Each record beneath this sentence is to be transcribed exactly as it reads.

Extracted data entries
================
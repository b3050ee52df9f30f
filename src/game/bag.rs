use chrono::{DateTime, Utc};
use serde::{Deserialize, Serialize};

use super::errors::GameError;
use super::tiles::{PlayerId, Tile, TileSeq, LETTER_FREQUENCIES};

/// A tile together with its draw record. The tile is in the bag while `drawn_by` is `None`.
#[derive(Debug, Clone, PartialEq, Serialize, Deserialize)]
pub struct BagEntry {
    pub tile: Tile,
    pub drawn_by: Option<PlayerId>,
    pub drawn_at: Option<DateTime<Utc>>,
}

impl BagEntry {
    pub fn is_drawn(&self) -> bool {
        self.drawn_by.is_some()
    }
}

/// All tiles of a room in seq order. Entries are never removed or re-inserted,
/// drawing only flips them to drawn.
#[derive(Debug, Clone, PartialEq, Serialize, Deserialize)]
pub struct Bag {
    entries: Vec<BagEntry>,
}

impl Bag {
    /// Builds the shuffled bag for a room. The same room id always yields the same order.
    pub fn create(room_id: &str) -> Self {
        let mut letters: Vec<char> = LETTER_FREQUENCIES
            .iter()
            .flat_map(|(letter, count)| std::iter::repeat(*letter).take(*count))
            .collect();

        let mut rng = SineRng::new(seed_from_room_id(room_id));
        for i in (1..letters.len()).rev() {
            let j = (rng.next_f64() * (i + 1) as f64).floor() as usize;
            letters.swap(i, j);
        }

        Self::from_letters(&letters)
    }

    /// Builds a bag holding exactly these letters, seq 1 first
    pub fn from_letters(letters: &[char]) -> Self {
        let entries = letters
            .iter()
            .enumerate()
            .map(|(index, letter)| BagEntry {
                tile: Tile::new(index as TileSeq + 1, *letter),
                drawn_by: None,
                drawn_at: None,
            })
            .collect();

        Self { entries }
    }

    /// The `n` undrawn tiles with the lowest seqs, without marking them.
    pub fn withdraw(&self, n: usize) -> Result<Vec<Tile>, GameError> {
        let remaining = self.remaining_count();
        if remaining < n {
            return Err(GameError::InsufficientTiles {
                requested: n,
                remaining,
            });
        }

        Ok(self
            .entries
            .iter()
            .filter(|entry| !entry.is_drawn())
            .take(n)
            .map(|entry| entry.tile)
            .collect())
    }

    /// Marks tiles as drawn. Fails without marking anything if any tile is unknown,
    /// listed twice, or already drawn.
    pub fn mark_drawn(
        &mut self,
        seqs: &[TileSeq],
        by_player: &str,
        at: DateTime<Utc>,
    ) -> Result<(), GameError> {
        for (position, seq) in seqs.iter().enumerate() {
            let entry = self.entry(*seq).ok_or(GameError::TileNotFound { seq: *seq })?;
            if entry.is_drawn() || seqs[..position].contains(seq) {
                return Err(GameError::AlreadyDrawn { seq: *seq });
            }
        }

        for seq in seqs {
            if let Some(entry) = self.entry_mut(*seq) {
                entry.drawn_by = Some(by_player.to_string());
                entry.drawn_at = Some(at);
            }
        }

        Ok(())
    }

    /// Withdraws and marks `n` tiles in one step
    pub fn draw(
        &mut self,
        n: usize,
        by_player: &str,
        at: DateTime<Utc>,
    ) -> Result<Vec<Tile>, GameError> {
        let tiles = self.withdraw(n)?;
        let seqs: Vec<TileSeq> = tiles.iter().map(|tile| tile.seq).collect();
        self.mark_drawn(&seqs, by_player, at)?;
        Ok(tiles)
    }

    pub fn remaining_count(&self) -> usize {
        self.entries.iter().filter(|entry| !entry.is_drawn()).count()
    }

    pub fn drawn_count(&self) -> usize {
        self.entries.len() - self.remaining_count()
    }

    pub fn len(&self) -> usize {
        self.entries.len()
    }

    pub fn is_empty(&self) -> bool {
        self.entries.is_empty()
    }

    pub fn tile(&self, seq: TileSeq) -> Option<&Tile> {
        self.entry(seq).map(|entry| &entry.tile)
    }

    pub fn entry(&self, seq: TileSeq) -> Option<&BagEntry> {
        // seqs are dense from 1, so the entry sits at seq - 1
        let index = (seq as usize).checked_sub(1)?;
        self.entries.get(index).filter(|entry| entry.tile.seq == seq)
    }

    pub fn entries(&self) -> &[BagEntry] {
        &self.entries
    }

    fn entry_mut(&mut self, seq: TileSeq) -> Option<&mut BagEntry> {
        let index = (seq as usize).checked_sub(1)?;
        self.entries
            .get_mut(index)
            .filter(|entry| entry.tile.seq == seq)
    }
}

/// Seed of a room's shuffle: the sum of the UTF-16 code units of its id
pub fn seed_from_room_id(room_id: &str) -> u64 {
    room_id.encode_utf16().map(u64::from).sum()
}

/// Sine-based generator: each draw is the fractional part of `sin(seed) * 10000`,
/// then the seed advances by one.
///
/// Not random in any statistical sense; it only has to be reproducible so a
/// room's bag can be rebuilt identically.
struct SineRng {
    seed: f64,
}

impl SineRng {
    fn new(seed: u64) -> Self {
        Self { seed: seed as f64 }
    }

    fn next_f64(&mut self) -> f64 {
        let x = self.seed.sin() * 10000.0;
        self.seed += 1.0;
        x - x.floor()
    }
}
================
## ANSWER TO THIS PROBLEM
repository b3050ee52df9f30f
filename src/game/bag.rs
use chrono::{DateTime, Utc};
use serde::{Deserialize, Serialize};

use super::errors::GameError;
use super::tiles::{PlayerId, Tile, TileSeq, LETTER_FREQUENCIES};

/// A tile together with its draw record. The tile is in the bag while `drawn_by` is `None`.
#[derive(Debug, Clone, PartialEq, Serialize, Deserialize)]
pub struct BagEntry {
    pub tile: Tile,
    pub drawn_by: Option<PlayerId>,
    pub drawn_at: Option<DateTime<Utc>>,
}

impl BagEntry {
    pub fn is_drawn(&self) -> bool {
        self.drawn_by.is_some()
    }
}

/// All tiles of a room in seq order. Entries are never removed or re-inserted,
/// drawing only flips them to drawn.
#[derive(Debug, Clone, PartialEq, Serialize, Deserialize)]
pub struct Bag {
    entries: Vec<BagEntry>,
}

impl Bag {
    /// Builds the shuffled bag for a room. The same room id always yields the same order.
    pub fn create(room_id: &str) -> Self {
        let mut letters: Vec<char> = LETTER_FREQUENCIES
            .iter()
            .flat_map(|(letter, count)| std::iter::repeat(*letter).take(*count))
            .collect();

        let mut rng = SineRng::new(seed_from_room_id(room_id));
        for i in (1..letters.len()).rev() {
            let j = (rng.next_f64() * (i + 1) as f64).floor() as usize;
            letters.swap(i, j);
        }

        Self::from_letters(&letters)
    }

    /// Builds a bag holding exactly these letters, seq 1 first
    pub fn from_letters(letters: &[char]) -> Self {
        let entries = letters
            .iter()
            .enumerate()
            .map(|(index, letter)| BagEntry {
                tile: Tile::new(index as TileSeq + 1, *letter),
                drawn_by: None,
                drawn_at: None,
            })
            .collect();

        Self { entries }
    }

    /// The `n` undrawn tiles with the lowest seqs, without marking them.
    pub fn withdraw(&self, n: usize) -> Result<Vec<Tile>, GameError> {
        let remaining = self.remaining_count();
        if remaining < n {
            return Err(GameError::InsufficientTiles {
                requested: n,
                remaining,
            });
        }

        Ok(self
            .entries
            .iter()
            .filter(|entry| !entry.is_drawn())
            .take(n)
            .map(|entry| entry.tile)
            .collect())
    }

    /// Marks tiles as drawn. Fails without marking anything if any tile is unknown,
    /// listed twice, or already drawn.
    pub fn mark_drawn(
        &mut self,
        seqs: &[TileSeq],
        by_player: &str,
        at: DateTime<Utc>,
    ) -> Result<(), GameError> {
        for (position, seq) in seqs.iter().enumerate() {
            let entry = self.entry(*seq).ok_or(GameError::TileNotFound { seq: *seq })?;
            if entry.is_drawn() || seqs[..position].contains(seq) {
                return Err(GameError::AlreadyDrawn { seq: *seq });
            }
        }

        for seq in seqs {
            if let Some(entry) = self.entry_mut(*seq) {
                entry.drawn_by = Some(by_player.to_string());
                entry.drawn_at = Some(at);
            }
        }

        Ok(())
    }

    /// Withdraws and marks `n` tiles in one step
    pub fn draw(
        &mut self,
        n: usize,
        by_player: &str,
        at: DateTime<Utc>,
    ) -> Result<Vec<Tile>, GameError> {
        let tiles = self.withdraw(n)?;
        let seqs: Vec<TileSeq> = tiles.iter().map(|tile| tile.seq).collect();
        self.mark_drawn(&seqs, by_player, at)?;
        Ok(tiles)
    }

    pub fn remaining_count(&self) -> usize {
        self.entries.iter().filter(|entry| !entry.is_drawn()).count()
    }

    pub fn drawn_count(&self) -> usize {
        self.entries.len() - self.remaining_count()
    }

    pub fn len(&self) -> usize {
        self.entries.len()
    }

    pub fn is_empty(&self) -> bool {
        self.entries.is_empty()
    }

    pub fn tile(&self, seq: TileSeq) -> Option<&Tile> {
        self.entry(seq).map(|entry| &entry.tile)
    }

    pub fn entry(&self, seq: TileSeq) -> Option<&BagEntry> {
        // seqs are dense from 1, so the entry sits at seq - 1
        let index = (seq as usize).checked_sub(1)?;
        self.entries.get(index).filter(|entry| entry.tile.seq == seq)
    }

    pub fn entries(&self) -> &[BagEntry] {
        &self.entries
    }

    fn entry_mut(&mut self, seq: TileSeq) -> Option<&mut BagEntry> {
        let index = (seq as usize).checked_sub(1)?;
        self.entries
            .get_mut(index)
            .filter(|entry| entry.tile.seq == seq)
    }
}

/// Seed of a room's shuffle: the sum of the UTF-16 code units of its id
pub fn seed_from_room_id(room_id: &str) -> u64 {
    room_id.encode_utf16().map(u64::from).sum()
}

/// Sine-based generator: each draw is the fractional part of `sin(seed) * 10000`,
/// then the seed advances by one.
///
/// Not random in any statistical sense; it only has to be reproducible so a
/// room's bag can be rebuilt identically.
struct SineRng {
    seed: f64,
}

impl SineRng {
    fn new(seed: u64) -> Self {
        Self { seed: seed as f64 }
    }

    fn next_f64(&mut self) -> f64 {
        let x = self.seed.sin() * 10000.0;
        self.seed += 1.0;
        x - x.floor()
    }
}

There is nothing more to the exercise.